*** Opening Supplied data ***

#[tokio::test]
async fn stale_review_is_replaced_and_only_one_row_remains() {
  let h = harness().await;
  let profile = h.tracked("p1", "Alice").await;
  let updater = h.updater();

  let mut last = None;
  for (i, place) in ["A", "B", "C"].into_iter().enumerate() {
    h.crawler.script("p1", Script::Review(snap(place, i as u8 + 1, "text")));
    last = updater.update_latest(&profile).await.unwrap();
    assert!(last.is_some());
    h.clock.advance(TimeDelta::hours(3));
  }

  assert_eq!(h.store.count_reviews("p1").await.unwrap(), 1);
  let stored = h.store.get_profile("p1").await.unwrap().unwrap();
  assert_eq!(stored.latest_review_id, last.map(|r| r.review_id));
}

#[tokio::test]
async fn unchanged_review_only_moves_capture_time() {
  let h = harness().await;
  let profile = h.tracked("p1", "Alice").await;
  h.crawler.script("p1", Script::Review(snap("X", 4, "Great")));
  let updater = h.updater();

  let first = updater.update_latest(&profile).await.unwrap().unwrap();
  h.clock.advance(TimeDelta::hours(4));
  assert!(updater.update_latest(&profile).await.unwrap().is_none());

  let current = h.store.current_review("p1").await.unwrap().unwrap();
  assert_eq!(current.review_id, first.review_id);
  assert_eq!(current.crawled_at, h.clock.now());
}

#[tokio::test]
async fn crawl_failure_leaves_storage_untouched() {
  let h = harness().await;
  let profile = h.tracked("p1", "Alice").await;
  h.crawler.script("p1", Script::Review(snap("X", 4, "Great")));
  let updater = h.updater();
  let first = updater.update_latest(&profile).await.unwrap().unwrap();

  h.clock.advance(TimeDelta::hours(4));
  h.crawler.script("p1", Script::Fail);
  let err = updater.update_latest(&profile).await.unwrap_err();
  assert!(matches!(err, Error::Crawl(CrawlFailure::Network(_))));

  assert_eq!(h.store.count_reviews("p1").await.unwrap(), 1);
  assert_eq!(h.store.current_review("p1").await.unwrap(), Some(first));
}

#[tokio::test]
async fn hung_crawl_times_out_without_writing() {
  let h = harness().await;
  let profile = h.tracked("p1", "Alice").await;
  h.crawler.script("p1", Script::Hang);

  let err = h.updater().update_latest(&profile).await.unwrap_err();
  assert!(matches!(err, Error::Crawl(CrawlFailure::Timeout(_))));
  assert!(h.store.current_review("p1").await.unwrap().is_none());
}

#[tokio::test]
async fn invalid_scraped_review_is_a_crawl_failure() {
  let h = harness().await;
  let profile = h.tracked("p1", "Alice").await;
  h.crawler.script("p1", Script::Review(snap("X", 9, "Too many stars")));

  let err = h.updater().update_latest(&profile).await.unwrap_err();
  assert!(matches!(err, Error::Crawl(CrawlFailure::Parse(_))));
  assert_eq!(h.store.count_reviews("p1").await.unwrap(), 0);
}

#[tokio::test]
async fn concurrent_writer_wins_and_update_is_discarded() {
  let h = harness().await;
  let profile = h.tracked("p1", "Alice").await;
  let winner = snap("R", 5, "First in").into_review("p1", h.clock.now());
  h.crawler.script("p1", Script::Race(winner.clone(), snap("Q", 2, "Too late")));

  assert!(h.updater().update_latest(&profile).await.unwrap().is_none());
  assert_eq!(h.store.count_reviews("p1").await.unwrap(), 1);
  assert_eq!(h.store.current_review("p1").await.unwrap(), Some(winner));
}

#[tokio::test]
async fn profile_without_reviews_yields_nothing() {
  let h = harness().await;
  let profile = h.tracked("p1", "Alice").await;
  assert!(h.updater().update_latest(&profile).await.unwrap().is_none());
  assert!(h.store.current_review("p1").await.unwrap().is_none());
}

// ─── Sweep ───────────────────────────────────────────────────────────────────

#[tokio::test]
async fn sweep_skips_unfollowed_and_recently_crawled_profiles() {
  let h = harness().await;
  let recent = h.tracked("p1", "Recent").await;
  h.tracked("p2", "Never").await;
  h.profile("p3", "Lonely").await;

  h.crawler.script("p1", Script::Review(snap("X", 3, "ok")));
  h.updater().update_latest(&recent).await.unwrap();

  // Past the recheck window but inside the sweep window.
  h.clock.advance(TimeDelta::hours(4));
  let (tx, mut rx) = notification_queue();
  let report = h.scanner().run_sweep(&tx).await.unwrap();

  assert_eq!(report.considered, 2);
  assert_eq!(report.skipped, 1);
  assert_eq!(report.visited, 1);
  assert_eq!(h.crawler.review_calls(), ["p1", "p2"]);
  assert!(rx.drain_pending().is_empty());
}

#[tokio::test]
async fn sweep_continues_past_a_failing_profile() {
  let h = harness().await;
  h.tracked("p1", "Broken").await;
  h.tracked("p2", "Working").await;
  h.crawler.script("p1", Script::Fail);
  h.crawler.script("p2", Script::Review(snap("X", 5, "Lovely")));

  let (tx, mut rx) = notification_queue();
  let report = h.scanner().run_sweep(&tx).await.unwrap();

  assert_eq!(report.visited, 2);
  assert_eq!(report.failures, 1);
  assert_eq!(report.installed.len(), 1);

  let events = rx.drain_pending();
  assert_eq!(events.len(), 1);
  assert_eq!(events[0].review.profile_id, "p2");
  assert_eq!(events[0].profile_display_name, "Working");
  assert_eq!(report.installed, [events[0].review.review_id]);
}

#[tokio::test]
async fn unfollowed_profile_drops_out_of_the_sweep() {
  let h = harness().await;
  let (_, service) = h.pipeline();
  h.tracked("p1", "Alice").await;

  assert!(service.unsubscribe("g1", "p1").await.unwrap());
  assert!(!service.unsubscribe("g1", "p1").await.unwrap());

  let (tx, _rx) = notification_queue();
  let report = h.scanner().run_sweep(&tx).await.unwrap();
  assert_eq!(report.considered, 0);
  assert!(h.crawler.review_calls().is_empty());
}

// ─── Dispatch ────────────────────────────────────────────────────────────────

#[tokio::test]
async fn dispatch_renders_per_subscription_language() {
  let h = harness().await;
  let profile = h.profile("p1", "Alice").await;
  h.follow("g1", "c1", "p1", false).await;
  h.follow("g2", "c2", "p1", true).await;

  let mut s = snap("X", 4, "Great");
  s.body_original_language = Some("Genial".into());
  let event = NotificationEvent::new_review(&profile, s.into_review("p1", h.clock.now()));

  let report = h.dispatcher().dispatch(&event).await.unwrap();
  assert_eq!(report.delivered, 2);

  let sent = h.messenger.sent();
  let body_for = |channel: &str| {
    sent
      .iter()
      .find(|(d, _)| d.channel_id == channel)
      .map(|(_, n)| n.body.clone())
  };
  assert_eq!(body_for("c1").as_deref(), Some("Great"));
  assert_eq!(body_for("c2").as_deref(), Some("Genial"));
  assert!(sent.iter().all(|(_, n)| n.stars == "⭐⭐⭐⭐"));
}

#[tokio::test]
async fn vanished_destinations_prune_subscriptions() {
  let h = harness().await;
  let profile = h.profile("p1", "Alice").await;
  let gone_channel = h.follow("g1", "c1", "p1", false).await;
  let gone_group = h.follow("g2", "c2", "p1", false).await;
  let alive = h.follow("g3", "c3", "p1", false).await;
  h.messenger.missing_channels.lock().unwrap().insert("c1".into());
  h.messenger.missing_groups.lock().unwrap().insert("g2".into());

  let event = NotificationEvent::new_review(&profile, snap("X", 1, "x").into_review("p1", h.clock.now()));
  let report = h.dispatcher().dispatch(&event).await.unwrap();

  assert_eq!(report.pruned, 2);
  assert_eq!(report.delivered, 1);
  for sub in [&gone_channel, &gone_group] {
    assert!(h.store.get_subscription(sub.subscription_id).await.unwrap().is_none());
  }
  assert!(h.store.get_subscription(alive.subscription_id).await.unwrap().is_some());
  assert_eq!(h.messenger.sent().len(), 1);
}

#[tokio::test]
async fn transient_delivery_errors_keep_subscriptions() {
  let h = harness().await;
  let profile = h.profile("p1", "Alice").await;
  let sub = h.follow("g1", "c1", "p1", false).await;
  let event = NotificationEvent::new_review(&profile, snap("X", 1, "x").into_review("p1", h.clock.now()));

  h.messenger.failing_send.store(true, Ordering::SeqCst);
  let report = h.dispatcher().dispatch(&event).await.unwrap();
  assert_eq!((report.delivered, report.failed, report.pruned), (0, 1, 0));

  h.messenger.failing_send.store(false, Ordering::SeqCst);
  h.messenger.unreachable.store(true, Ordering::SeqCst);
  let report = h.dispatcher().dispatch(&event).await.unwrap();
  assert_eq!((report.delivered, report.failed, report.pruned), (0, 1, 0));

  assert!(h.store.get_subscription(sub.subscription_id).await.unwrap().is_some());
}

#[tokio::test]
async fn drain_sends_a_review_once_per_subscription() {
  let h = harness().await;
  let profile = h.profile("p1", "Alice").await;
  let sub = h.follow("g1", "c1", "p1", false).await;
  let review = snap("X", 4, "Great").into_review("p1", h.clock.now());
  let newer = snap("Y", 2, "Later").into_review("p1", h.clock.now());

  let (tx, mut rx) = notification_queue();
  tx.enqueue(NotificationEvent::new_review(&profile, review.clone()));
  tx.enqueue(NotificationEvent::welcome(&profile, review, sub.subscription_id));
  tx.enqueue(NotificationEvent::welcome(&profile, newer, sub.subscription_id));

  let report = h.dispatcher().drain(&mut rx).await;
  assert_eq!(report.events, 3);
  assert_eq!((report.delivered, report.repeats), (2, 1));

  let titles: Vec<_> = h.messenger.sent().into_iter().map(|(_, n)| n.title).collect();
  assert_eq!(titles, ["Place X", "Place Y"]);
}

// ─── Orchestrator + service ──────────────────────────────────────────────────

#[tokio::test]
async fn sweep_then_dispatch_delivers_each_new_review_once() {
  let h = harness().await;
  h.crawler.knows("p1", "Alice");
  let (mut orchestrator, service) = h.pipeline();

  let outcome = service.subscribe("g1", "c1", "p1", false).await.unwrap();
  assert!(outcome.is_created());
  h.crawler.script("p1", Script::Review(snap("X", 4, "Great")));

  assert_eq!(orchestrator.phase(), Phase::Scanning);
  assert_eq!(orchestrator.step().await, Phase::Dispatching);

  let latest = service.get_latest_review("p1").await.unwrap().unwrap();
  assert_eq!(latest.place_id, "X");

  assert_eq!(orchestrator.step().await, Phase::Idle);
  let sent = h.messenger.sent();
  assert_eq!(sent.len(), 1);
  let (dest, n) = &sent[0];
  assert_eq!(dest.channel_id, "c1");
  assert_eq!(n.title, "Place X");
  assert_eq!(n.author, "Alice");
  assert_eq!(n.stars, "⭐⭐⭐⭐");
  assert_eq!(n.body, "Great");
  assert_eq!(n.timestamp, latest.crawled_at);

  assert_eq!(orchestrator.step().await, Phase::Scanning);
  assert_eq!(orchestrator.cycles(), 1);
  assert_eq!(h.crawler.review_calls().len(), 1);
}

#[tokio::test]
async fn follow_during_sweep_window_gets_the_new_review_once() {
  let h = harness().await;
  h.crawler.knows("p1", "Alice");
  let (mut orchestrator, service) = h.pipeline();
  service.subscribe("g1", "c1", "p1", false).await.unwrap();
  h.crawler.script("p1", Script::Review(snap("X", 4, "Great")));

  // The sweep queues X for all followers; g2 follows before it is dispatched
  // and is queued a welcome for the same review.
  assert_eq!(orchestrator.step().await, Phase::Dispatching);
  assert!(service.subscribe("g2", "c2", "p1", false).await.unwrap().is_created());
  assert_eq!(orchestrator.step().await, Phase::Idle);

  let sent = h.messenger.sent();
  let sent_to = |channel: &str| sent.iter().filter(|(d, _)| d.channel_id == channel).count();
  assert_eq!(sent_to("c1"), 1);
  assert_eq!(sent_to("c2"), 1);
}

#[tokio::test]
async fn restarted_loop_delivers_events_queued_before_the_crash() {
  let h = harness().await;
  h.crawler.knows("p1", "Alice");
  let queue = NotificationQueue::new();
  let (_, service) = h.pipeline_on(queue.clone());
  service.subscribe("g1", "c1", "p1", false).await.unwrap();

  // An on-demand refresh installs X and queues it for g1.
  h.crawler.script("p1", Script::Review(snap("X", 4, "Great")));
  assert!(service.get_latest_review("p1").await.unwrap().is_some());

  let starts = AtomicUsize::new(0);
  supervise(
    || {
      let n = starts.fetch_add(1, Ordering::SeqCst);
      let (mut orchestrator, _) = h.pipeline_on(queue.clone());
      tokio::spawn(async move {
        if n == 0 {
          panic!("loop crashed before dispatching");
        }
        orchestrator.step().await;
        orchestrator.step().await;
      })
    },
    Duration::ZERO,
  )
  .await;

  assert_eq!(starts.load(Ordering::SeqCst), 2);
  let sent = h.messenger.sent();
  assert_eq!(sent.len(), 1);
  assert_eq!(sent[0].1.title, "Place X");
}

#[tokio::test]
async fn resubscribe_updates_in_place_and_welcomes_once() {
  let h = harness().await;
  let profile = h.profile("p1", "Alice").await;
  h.crawler.script("p1", Script::Review(snap("X", 5, "Great")));
  h.updater().update_latest(&profile).await.unwrap();

  let (mut orchestrator, service) = h.pipeline();
  let first = service.subscribe("g1", "c1", "p1", false).await.unwrap();
  h.clock.advance(TimeDelta::minutes(5));
  let second = service.subscribe("g1", "c2", "p1", true).await.unwrap();

  let SubscribeOutcome::Updated(updated) = second else {
    panic!("expected an update");
  };
  assert_eq!(updated.subscription_id, first.subscription().subscription_id);
  assert_eq!(updated.created_at, h.clock.now() - TimeDelta::minutes(5));
  assert_eq!(h.store.subscriptions_for_profile("p1").await.unwrap().len(), 1);

  orchestrator.step().await;
  orchestrator.step().await;

  let sent = h.messenger.sent();
  assert_eq!(sent.len(), 1);
  assert_eq!(sent[0].0.channel_id, "c2");

  let followed = service.followed_profiles("g1").await.unwrap();
  assert_eq!(followed.len(), 1);
  assert_eq!(followed[0].display_name, "Alice");
}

*** Closing Supplied data ***

• [Task objective] State the number of lines in the records that include "delivered", and write nothing else.

• [Result of this task] 5